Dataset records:
************

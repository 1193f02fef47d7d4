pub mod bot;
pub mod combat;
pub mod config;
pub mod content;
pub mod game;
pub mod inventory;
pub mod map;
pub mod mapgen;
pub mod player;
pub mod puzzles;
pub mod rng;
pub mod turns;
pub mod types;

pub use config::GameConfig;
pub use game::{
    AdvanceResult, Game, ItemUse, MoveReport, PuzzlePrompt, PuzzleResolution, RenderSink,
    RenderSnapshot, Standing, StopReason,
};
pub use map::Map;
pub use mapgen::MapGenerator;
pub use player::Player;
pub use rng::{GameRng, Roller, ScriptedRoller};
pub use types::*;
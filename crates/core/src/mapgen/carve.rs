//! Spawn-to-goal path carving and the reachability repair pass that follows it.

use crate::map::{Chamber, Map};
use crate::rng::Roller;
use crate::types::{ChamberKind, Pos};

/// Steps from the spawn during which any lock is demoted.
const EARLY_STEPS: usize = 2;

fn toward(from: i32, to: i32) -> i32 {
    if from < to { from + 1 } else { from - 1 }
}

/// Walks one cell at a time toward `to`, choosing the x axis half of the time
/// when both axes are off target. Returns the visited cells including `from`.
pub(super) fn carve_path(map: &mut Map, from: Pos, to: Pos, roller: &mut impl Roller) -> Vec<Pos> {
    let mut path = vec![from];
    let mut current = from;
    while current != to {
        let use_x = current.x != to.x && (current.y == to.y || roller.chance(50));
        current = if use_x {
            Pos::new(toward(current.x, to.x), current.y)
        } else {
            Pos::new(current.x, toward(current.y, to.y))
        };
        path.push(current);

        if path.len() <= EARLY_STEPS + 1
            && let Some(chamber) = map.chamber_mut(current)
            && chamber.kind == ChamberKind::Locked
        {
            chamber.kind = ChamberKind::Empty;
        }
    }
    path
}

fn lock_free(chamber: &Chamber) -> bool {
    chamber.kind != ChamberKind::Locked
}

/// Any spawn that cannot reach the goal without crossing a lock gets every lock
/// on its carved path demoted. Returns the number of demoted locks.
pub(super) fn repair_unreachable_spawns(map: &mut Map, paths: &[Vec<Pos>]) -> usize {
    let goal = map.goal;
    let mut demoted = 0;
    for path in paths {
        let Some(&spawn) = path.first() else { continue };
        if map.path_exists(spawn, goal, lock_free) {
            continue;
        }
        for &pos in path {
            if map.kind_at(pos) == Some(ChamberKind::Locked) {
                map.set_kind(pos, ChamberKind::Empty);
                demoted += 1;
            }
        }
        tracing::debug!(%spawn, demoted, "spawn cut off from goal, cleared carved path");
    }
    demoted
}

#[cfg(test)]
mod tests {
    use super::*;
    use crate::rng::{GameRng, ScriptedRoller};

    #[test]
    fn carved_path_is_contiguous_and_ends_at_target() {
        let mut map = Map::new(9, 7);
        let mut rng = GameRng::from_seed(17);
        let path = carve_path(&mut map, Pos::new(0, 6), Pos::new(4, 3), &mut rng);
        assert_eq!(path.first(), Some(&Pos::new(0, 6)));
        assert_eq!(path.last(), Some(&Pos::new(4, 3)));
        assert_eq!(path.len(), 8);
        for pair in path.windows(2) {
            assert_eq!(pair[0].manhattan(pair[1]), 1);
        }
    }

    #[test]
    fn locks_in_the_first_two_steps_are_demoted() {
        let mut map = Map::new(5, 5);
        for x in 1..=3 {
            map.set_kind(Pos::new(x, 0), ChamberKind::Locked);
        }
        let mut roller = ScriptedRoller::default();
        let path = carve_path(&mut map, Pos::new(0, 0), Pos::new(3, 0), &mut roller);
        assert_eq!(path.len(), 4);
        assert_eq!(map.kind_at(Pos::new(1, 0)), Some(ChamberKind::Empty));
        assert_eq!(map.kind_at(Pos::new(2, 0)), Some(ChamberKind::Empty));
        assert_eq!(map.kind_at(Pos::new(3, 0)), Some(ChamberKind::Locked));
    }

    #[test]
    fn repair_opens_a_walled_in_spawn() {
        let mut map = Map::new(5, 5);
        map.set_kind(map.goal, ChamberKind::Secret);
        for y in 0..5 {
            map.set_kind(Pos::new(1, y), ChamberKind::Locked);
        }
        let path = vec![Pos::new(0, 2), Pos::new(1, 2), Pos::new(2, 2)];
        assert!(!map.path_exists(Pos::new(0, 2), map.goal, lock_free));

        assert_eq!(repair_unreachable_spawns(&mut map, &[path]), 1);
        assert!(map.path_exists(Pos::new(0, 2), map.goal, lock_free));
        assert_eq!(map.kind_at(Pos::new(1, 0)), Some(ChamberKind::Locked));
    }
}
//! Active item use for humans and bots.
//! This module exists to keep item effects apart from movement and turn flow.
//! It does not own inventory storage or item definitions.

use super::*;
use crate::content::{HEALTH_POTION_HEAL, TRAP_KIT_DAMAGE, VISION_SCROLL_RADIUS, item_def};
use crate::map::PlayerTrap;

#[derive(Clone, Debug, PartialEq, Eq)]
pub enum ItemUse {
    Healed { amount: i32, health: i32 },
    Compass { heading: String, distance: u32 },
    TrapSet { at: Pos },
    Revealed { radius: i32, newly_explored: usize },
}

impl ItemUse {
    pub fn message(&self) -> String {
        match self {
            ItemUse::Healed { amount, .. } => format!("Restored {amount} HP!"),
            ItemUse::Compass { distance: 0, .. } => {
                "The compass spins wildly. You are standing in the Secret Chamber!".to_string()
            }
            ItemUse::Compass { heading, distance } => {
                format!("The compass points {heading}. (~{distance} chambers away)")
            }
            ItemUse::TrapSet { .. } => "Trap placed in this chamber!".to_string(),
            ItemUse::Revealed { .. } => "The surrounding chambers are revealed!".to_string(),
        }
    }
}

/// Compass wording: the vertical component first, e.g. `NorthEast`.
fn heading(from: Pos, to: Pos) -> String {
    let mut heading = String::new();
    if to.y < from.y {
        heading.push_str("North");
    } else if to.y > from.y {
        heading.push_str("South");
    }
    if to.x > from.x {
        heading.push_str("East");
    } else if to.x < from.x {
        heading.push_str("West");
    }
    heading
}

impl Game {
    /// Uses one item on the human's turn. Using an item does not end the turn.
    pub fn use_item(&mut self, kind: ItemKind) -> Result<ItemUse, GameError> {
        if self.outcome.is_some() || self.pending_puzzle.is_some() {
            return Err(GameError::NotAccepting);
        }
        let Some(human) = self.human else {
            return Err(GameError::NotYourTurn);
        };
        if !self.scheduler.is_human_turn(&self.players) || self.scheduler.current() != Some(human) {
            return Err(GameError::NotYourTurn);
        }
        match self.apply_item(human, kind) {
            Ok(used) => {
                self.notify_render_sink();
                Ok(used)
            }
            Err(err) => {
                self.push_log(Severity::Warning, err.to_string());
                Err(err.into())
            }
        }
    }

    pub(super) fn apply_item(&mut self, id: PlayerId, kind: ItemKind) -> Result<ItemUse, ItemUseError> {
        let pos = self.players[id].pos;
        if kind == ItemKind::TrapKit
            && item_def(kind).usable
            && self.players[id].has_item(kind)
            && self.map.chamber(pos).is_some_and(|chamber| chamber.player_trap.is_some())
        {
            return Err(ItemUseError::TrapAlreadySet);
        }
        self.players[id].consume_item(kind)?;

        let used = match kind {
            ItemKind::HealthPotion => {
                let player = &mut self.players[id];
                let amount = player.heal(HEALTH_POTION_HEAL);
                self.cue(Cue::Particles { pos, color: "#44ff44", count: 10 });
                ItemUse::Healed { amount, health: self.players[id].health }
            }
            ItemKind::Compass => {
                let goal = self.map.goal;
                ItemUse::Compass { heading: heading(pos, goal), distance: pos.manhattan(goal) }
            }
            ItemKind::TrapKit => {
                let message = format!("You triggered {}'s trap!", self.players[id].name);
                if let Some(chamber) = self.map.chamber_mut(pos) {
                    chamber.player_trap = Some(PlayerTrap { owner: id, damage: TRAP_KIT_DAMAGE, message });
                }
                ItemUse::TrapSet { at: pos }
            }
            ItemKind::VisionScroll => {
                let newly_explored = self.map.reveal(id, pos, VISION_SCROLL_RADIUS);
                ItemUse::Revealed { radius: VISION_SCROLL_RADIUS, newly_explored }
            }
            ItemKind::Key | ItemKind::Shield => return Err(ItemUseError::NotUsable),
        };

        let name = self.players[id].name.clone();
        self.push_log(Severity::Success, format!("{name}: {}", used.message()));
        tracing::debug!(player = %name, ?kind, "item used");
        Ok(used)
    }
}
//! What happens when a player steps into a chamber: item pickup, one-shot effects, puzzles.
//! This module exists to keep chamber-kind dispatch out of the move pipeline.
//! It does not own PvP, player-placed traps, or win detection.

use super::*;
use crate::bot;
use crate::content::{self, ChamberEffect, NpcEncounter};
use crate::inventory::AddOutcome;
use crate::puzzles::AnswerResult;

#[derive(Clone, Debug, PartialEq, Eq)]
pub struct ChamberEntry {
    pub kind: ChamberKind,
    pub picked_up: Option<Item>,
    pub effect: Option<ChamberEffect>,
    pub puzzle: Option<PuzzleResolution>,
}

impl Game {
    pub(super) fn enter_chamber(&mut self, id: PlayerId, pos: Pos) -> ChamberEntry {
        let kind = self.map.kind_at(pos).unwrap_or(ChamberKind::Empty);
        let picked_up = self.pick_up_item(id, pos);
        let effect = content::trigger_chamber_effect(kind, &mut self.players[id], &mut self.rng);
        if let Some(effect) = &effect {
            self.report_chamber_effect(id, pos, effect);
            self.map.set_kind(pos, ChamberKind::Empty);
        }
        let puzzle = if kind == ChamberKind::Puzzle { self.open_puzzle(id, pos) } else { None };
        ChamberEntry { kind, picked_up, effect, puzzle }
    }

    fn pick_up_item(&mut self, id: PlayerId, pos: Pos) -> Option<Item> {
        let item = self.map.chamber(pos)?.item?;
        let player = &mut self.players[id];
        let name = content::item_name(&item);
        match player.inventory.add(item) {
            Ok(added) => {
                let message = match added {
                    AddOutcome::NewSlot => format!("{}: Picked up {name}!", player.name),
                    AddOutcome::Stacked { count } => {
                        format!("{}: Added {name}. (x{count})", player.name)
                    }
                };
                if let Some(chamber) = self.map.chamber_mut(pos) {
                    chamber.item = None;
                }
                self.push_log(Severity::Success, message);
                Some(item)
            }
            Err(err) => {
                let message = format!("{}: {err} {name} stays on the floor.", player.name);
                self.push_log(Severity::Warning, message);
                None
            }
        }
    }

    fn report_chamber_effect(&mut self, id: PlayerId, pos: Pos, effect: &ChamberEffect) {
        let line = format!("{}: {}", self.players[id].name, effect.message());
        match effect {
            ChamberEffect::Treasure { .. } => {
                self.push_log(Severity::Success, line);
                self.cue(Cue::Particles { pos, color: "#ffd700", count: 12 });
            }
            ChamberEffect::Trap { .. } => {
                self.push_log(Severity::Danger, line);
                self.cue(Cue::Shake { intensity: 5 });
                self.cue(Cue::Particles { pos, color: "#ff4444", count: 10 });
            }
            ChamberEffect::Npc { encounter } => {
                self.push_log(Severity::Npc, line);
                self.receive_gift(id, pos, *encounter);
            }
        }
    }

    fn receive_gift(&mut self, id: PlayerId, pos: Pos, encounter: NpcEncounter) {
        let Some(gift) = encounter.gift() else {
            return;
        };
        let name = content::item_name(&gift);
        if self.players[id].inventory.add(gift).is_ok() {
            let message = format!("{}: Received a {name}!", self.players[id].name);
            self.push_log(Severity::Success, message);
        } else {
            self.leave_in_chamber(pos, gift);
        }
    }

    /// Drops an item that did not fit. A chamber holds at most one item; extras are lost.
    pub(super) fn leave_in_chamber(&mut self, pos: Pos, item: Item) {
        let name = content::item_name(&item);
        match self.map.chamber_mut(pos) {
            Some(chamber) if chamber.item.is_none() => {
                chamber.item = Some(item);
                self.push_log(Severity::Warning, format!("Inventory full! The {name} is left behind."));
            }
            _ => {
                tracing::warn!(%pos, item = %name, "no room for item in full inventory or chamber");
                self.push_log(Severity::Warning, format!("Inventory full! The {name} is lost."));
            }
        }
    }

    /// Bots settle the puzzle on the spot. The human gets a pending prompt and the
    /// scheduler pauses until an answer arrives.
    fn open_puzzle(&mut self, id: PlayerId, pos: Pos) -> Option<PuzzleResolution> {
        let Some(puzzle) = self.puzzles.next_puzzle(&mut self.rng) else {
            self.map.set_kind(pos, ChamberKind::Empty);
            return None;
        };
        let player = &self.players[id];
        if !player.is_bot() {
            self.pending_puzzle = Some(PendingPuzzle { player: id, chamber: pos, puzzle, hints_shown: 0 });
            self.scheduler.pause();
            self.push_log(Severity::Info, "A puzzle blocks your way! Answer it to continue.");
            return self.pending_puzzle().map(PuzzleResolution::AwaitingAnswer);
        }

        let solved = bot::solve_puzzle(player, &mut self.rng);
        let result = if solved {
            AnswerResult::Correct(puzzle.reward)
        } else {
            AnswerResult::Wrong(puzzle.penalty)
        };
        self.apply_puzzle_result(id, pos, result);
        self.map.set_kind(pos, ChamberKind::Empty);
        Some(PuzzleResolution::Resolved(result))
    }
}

************

Work request ▸ Wherever the string "super" appears in the entries above, list that line.

Reply ▸
pub(super) fn carve_path(map: &mut Map, from: Pos, to: Pos, roller: &mut impl Roller) -> Vec<Pos> {
pub(super) fn repair_unreachable_spawns(map: &mut Map, paths: &[Vec<Pos>]) -> usize {
    use super::*;
use super::*;
    pub(super) fn apply_item(&mut self, id: PlayerId, kind: ItemKind) -> Result<ItemUse, ItemUseError> {
use super::*;
    pub(super) fn enter_chamber(&mut self, id: PlayerId, pos: Pos) -> ChamberEntry {
    pub(super) fn leave_in_chamber(&mut self, pos: Pos, item: Item) {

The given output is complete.